If you want to learn more about how Armor can help you reduce alert fatigue and secure your infrastructure with less effort, then click here to get a free quote on how much Armor would cost you.
How Cybersecurity Tools Grew Out of Control
The need to invest in cybersecurity became obvious in the 1990s, when several famous viruses, like “The Melissa” and “ILOVEYOU”, infected tens of millions of PCs. Companies now had a security budget and had to figure out how to wisely spend their money to maximize their defenses.
Of course, companies invested in hiring cybersecurity experts, but people are expensive.
To complement their security professionals, companies bought various tools. During the 90s, various software and hardware solutions sprung up to fulfill all the different security needs that businesses had.
Needed to get a firewall up and running? You could buy a software tool to help with that.
Needed to log the users accessing sensitive data? Another software tool could help with that.
For any problem, there was a tool you could buy that could help with the situation.
This process has continued for over 20 years, as different security products have sprung up to secure all the various parts of businesses’ technology stacks.
What has changed though is how complicated technology stacks have become. Enterprises now can have a hybrid cloud approach where they have some on-premise servers and other servers on multiple other clouds.
Securing a technology stack this complicated has become a gargantuan task. It requires security teams to use many different tools in order to protect against all potential attack vectors.
How Buying More and More Security Tools Can Be Both Expensive and Ineffective
Having to manage all of these security tools has several issues.
First off, having more tools is expensive. Consider again the fact that the average enterprise has 75 different security tools. If each tool costs on average $100 per month (many tools are much more expensive than that), then they could be paying $7500 a month or more on software tools.
This means many enterprises’ budget on security tools is higher than some single employee’s total compensation.
We don’t think this is a bad thing since good security tools can be worth their weight in gold. But, it shows how small subscriptions can quickly add up to become a significant expense.
Second, enterprises now have to manage multiple vendors. Not only is it a pain in the neck to deal with dozens of vendors, but it also requires employees to work on managing these relationships.

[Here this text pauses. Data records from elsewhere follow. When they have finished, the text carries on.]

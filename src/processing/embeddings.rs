//! Text embeddings and cosine similarity scoring

use crate::config::{EmbeddingBackend, EmbeddingConfig};
use crate::error::{Result, ScreenerError};
use crate::processing::extraction::SkillTokenizer;
use log::{info, warn};
use model2vec_rs::model::StaticModel;
use std::path::Path;
use std::time::Instant;

/// Anything that turns text into a fixed-length vector
pub trait Embedder {
    fn name(&self) -> &str;
    fn dimensions(&self) -> usize;
    fn embed(&self, text: &str) -> Result<Vec<f32>>;
}

/// Pretrained Model2Vec static embeddings
pub struct StaticEmbedder {
    model: StaticModel,
    model_name: String,
    dimensions: usize,
}

impl StaticEmbedder {
    pub fn load(model_path: &Path, model_name: &str) -> Result<Self> {
        // from_pretrained treats a missing path as a hub repo id; keep loading local
        if !model_path.exists() {
            return Err(ScreenerError::ModelError(format!(
                "Model '{}' is not downloaded ({}). Run: resume-screener models download {}",
                model_name,
                model_path.display(),
                model_name
            )));
        }

        let start_time = Instant::now();
        info!("Loading Model2Vec embedding model from: {}", model_path.display());

        let model = StaticModel::from_pretrained(
            model_path,
            None, // token
            None, // normalize
            None, // subfolder
        )?;

        let dimensions = model.encode_single("dimension check").len();
        info!("Model loaded successfully in {:.2?}", start_time.elapsed());

        Ok(Self {
            model,
            model_name: model_name.to_string(),
            dimensions,
        })
    }
}

impl Embedder for StaticEmbedder {
    fn name(&self) -> &str {
        &self.model_name
    }

    fn dimensions(&self) -> usize {
        self.dimensions
    }

    fn embed(&self, text: &str) -> Result<Vec<f32>> {
        Ok(self.model.encode_single(text))
    }
}

/// Bag-of-tokens vector built by feature hashing. Deterministic and needs
/// no model files, so it backs offline runs and tests.
pub struct HashingEmbedder {
    tokenizer: SkillTokenizer,
    dimensions: usize,
}

impl HashingEmbedder {
    pub fn new(dimensions: usize) -> Self {
        Self {
            tokenizer: SkillTokenizer::new(),
            dimensions: dimensions.max(1),
        }
    }

    fn bucket(&self, token: &str) -> usize {
        // FNV-1a
        let mut hash: u64 = 0xcbf29ce484222325;
        for byte in token.as_bytes() {
            hash ^= u64::from(*byte);
            hash = hash.wrapping_mul(0x100000001b3);
        }
        (hash % self.dimensions as u64) as usize
    }
}

impl Embedder for HashingEmbedder {
    fn name(&self) -> &str {
        "hashing"
    }

    fn dimensions(&self) -> usize {
        self.dimensions
    }

    fn embed(&self, text: &str) -> Result<Vec<f32>> {
        let mut vector = vec![0.0f32; self.dimensions];
        for token in self.tokenizer.tokenize(text) {
            vector[self.bucket(&token)] += 1.0;
        }
        Ok(vector)
    }
}

/// Build the embedder selected in the configuration.
///
/// When the pretrained model cannot be loaded and fallback is allowed, the
/// hashing embedder is used instead.
pub fn embedder_from_config(config: &EmbeddingConfig) -> Result<Box<dyn Embedder>> {
    match config.backend {
        EmbeddingBackend::Hashing => Ok(Box::new(HashingEmbedder::new(config.hashing_dimensions))),
        EmbeddingBackend::Model2vec => {
            let model_path = config.models_dir.join(&config.model);
            match StaticEmbedder::load(&model_path, &config.model) {
                Ok(embedder) => Ok(Box::new(embedder)),
                Err(e) if config.allow_fallback => {
                    warn!(
                        "Could not load embedding model '{}': {}. Falling back to hashing embeddings",
                        config.model, e
                    );
                    Ok(Box::new(HashingEmbedder::new(config.hashing_dimensions)))
                }
                Err(e) => Err(e),
            }
        }
    }
}

/// Calculate cosine similarity between two embeddings
pub fn cosine_similarity(a: &[f32], b: &[f32]) -> Result<f32> {
    if a.len() != b.len() {
        return Err(ScreenerError::Processing(format!(
            "Embedding dimensions don't match: {} vs {}",
            a.len(),
            b.len()
        )));
    }

    if a.is_empty() {
        return Ok(0.0);
    }

    let dot_product: f32 = a.iter().zip(b.iter()).map(|(x, y)| x * y).sum();
    let norm_a: f32 = a.iter().map(|x| x * x).sum::<f32>().sqrt();
    let norm_b: f32 = b.iter().map(|x| x * x).sum::<f32>().sqrt();

    if norm_a == 0.0 || norm_b == 0.0 {
        Ok(0.0)
    } else {
        Ok((dot_product / (norm_a * norm_b)).clamp(-1.0, 1.0))
    }
}

/// Scale a cosine similarity to 0-100, rounded to two decimals
pub fn similarity_score(cosine: f32) -> f64 {
    (f64::from(cosine) * 100.0 * 100.0).round() / 100.0
}

#[cfg(test)]
mod tests {
    use super::*;

    #[test]
    fn test_cosine_similarity() {
        let a = vec![1.0, 2.0, 3.0];
        assert!((cosine_similarity(&a, &a).unwrap() - 1.0).abs() < 1e-6);

        let b = vec![-1.0, -2.0, -3.0];
        assert!((cosine_similarity(&a, &b).unwrap() + 1.0).abs() < 1e-6);

        let orthogonal = cosine_similarity(&[1.0, 0.0], &[0.0, 1.0]).unwrap();
        assert_eq!(orthogonal, 0.0);
    }

    #[test]
    fn test_cosine_similarity_degenerate_inputs() {
        assert_eq!(cosine_similarity(&[], &[]).unwrap(), 0.0);
        assert_eq!(cosine_similarity(&[0.0, 0.0], &[1.0, 1.0]).unwrap(), 0.0);
        assert!(matches!(
            cosine_similarity(&[1.0], &[1.0, 2.0]),
            Err(ScreenerError::Processing(_))
        ));
    }

    #[test]
    fn test_similarity_score_rounding() {
        assert_eq!(similarity_score(1.0), 100.0);
        assert_eq!(similarity_score(0.0), 0.0);
        assert_eq!(similarity_score(0.123456), 12.35);
        assert_eq!(similarity_score(-0.5), -50.0);
    }

    #[test]
    fn test_hashing_embedder_is_deterministic() {
        let embedder = HashingEmbedder::new(64);
        let first = embedder.embed("Python SQL Docker").unwrap();
        let second = embedder.embed("Python SQL Docker").unwrap();

        assert_eq!(first.len(), 64);
        assert_eq!(first, second);
        assert_eq!(first.iter().sum::<f32>(), 3.0);
    }

    #[test]
    fn test_hashing_embedder_similarity_ordering() {
        let embedder = HashingEmbedder::new(256);
        let job = embedder.embed("Python Django Flask SQL APIs").unwrap();
        let close = embedder.embed("Python developer, Django and Flask, SQL").unwrap();
        let far = embedder.embed("Watercolor painting and pottery").unwrap();

        let close_score = cosine_similarity(&job, &close).unwrap();
        let far_score = cosine_similarity(&job, &far).unwrap();
        assert!(close_score > far_score);
    }

    #[test]
    fn test_fallback_when_model_missing() {
        let temp_dir = tempfile::TempDir::new().unwrap();
        let mut config = crate::config::Config::default().embedding;
        config.models_dir = temp_dir.path().to_path_buf();
        config.hashing_dimensions = 32;

        let embedder = embedder_from_config(&config).unwrap();
        assert_eq!(embedder.name(), "hashing");
        assert_eq!(embedder.dimensions(), 32);

        config.allow_fallback = false;
        assert!(embedder_from_config(&config).is_err());
    }
}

With 75 or more tools to manage, you may even need to hire people solely to manage all of these vendors. Not only is this a logistical challenge, but it will also be a strain on budgets.
If you have an issue or question, there are now many potential vendors you have to reach out to. This takes time away from what your cybersecurity team should be working on: securing your technology stack.
Finally, all of these tools lead to an overwhelming amount of alerts and messages. Every good tool will alert you when it detects suspicious activity.
For the most part, these notifications are not indicative of an actual breach. It could simply be an employee using your infrastructure in an unusual way.
But, with 75 different tools to manage, it becomes nearly impossible to manage all of these different alerts. Plus, each of these tools may have its own dashboard. That means dozens of dashboards and screens that your analysts need to understand.
Research has shown that enterprises have to deal with 174,000 messages every week.
What results is what we said before: analysts don’t respond to every warning because they don’t have the time.
In most cases, nothing happens when these warnings are ignored. However, sometimes these warnings are signs of an actual breach.
That’s what happened to Target: the security team ignored many false positive warnings. But, when a notification of a genuine breach happened, that warning was ignored as well.
This is why adding more security tools can be ineffective. You’ll just end up with more warnings and notifications which you’re forced to ignore because you can’t deal with the insane number of alerts.
Why It’s Statistically Unlikely For a Breach to Be Dealt With
There were over 6500 data breaches in 2018, so the actual likelihood that a warning is a breach is quite low.
That being said, the fact that the average breach costs $3.62 million (and could end a company) means that it’s something every company needs to take seriously.
The same research that shows that an average enterprise handles 174,000 weekly alerts also shows that they can only respond to 12,000 alerts each week. That means that over 90% of alerts are essentially uninvestigated.
This helps to explain why the industry average “dwell time” (how long it takes for a company to close a breach after one happens) is over 100 days.
After 100 days, hackers have likely taken all of your valuable information. Our research shows that it only takes a threat actor 5 days to cause harm to an organization.
It’s scary to admit, but the data shows that the average enterprise is unable to protect itself in case of a breach. They’ll likely get a relevant notification that will get lost in the noise.
We Believe That There is a Way to Cut Through the Noise and Quickly Respond to a Threat
The problem of integrating many tools in order to maximize security is something we at Armor have years of experience with.
When the company was started in 2009, we offered secure and compliant hosting with our own physically managed, private cloud.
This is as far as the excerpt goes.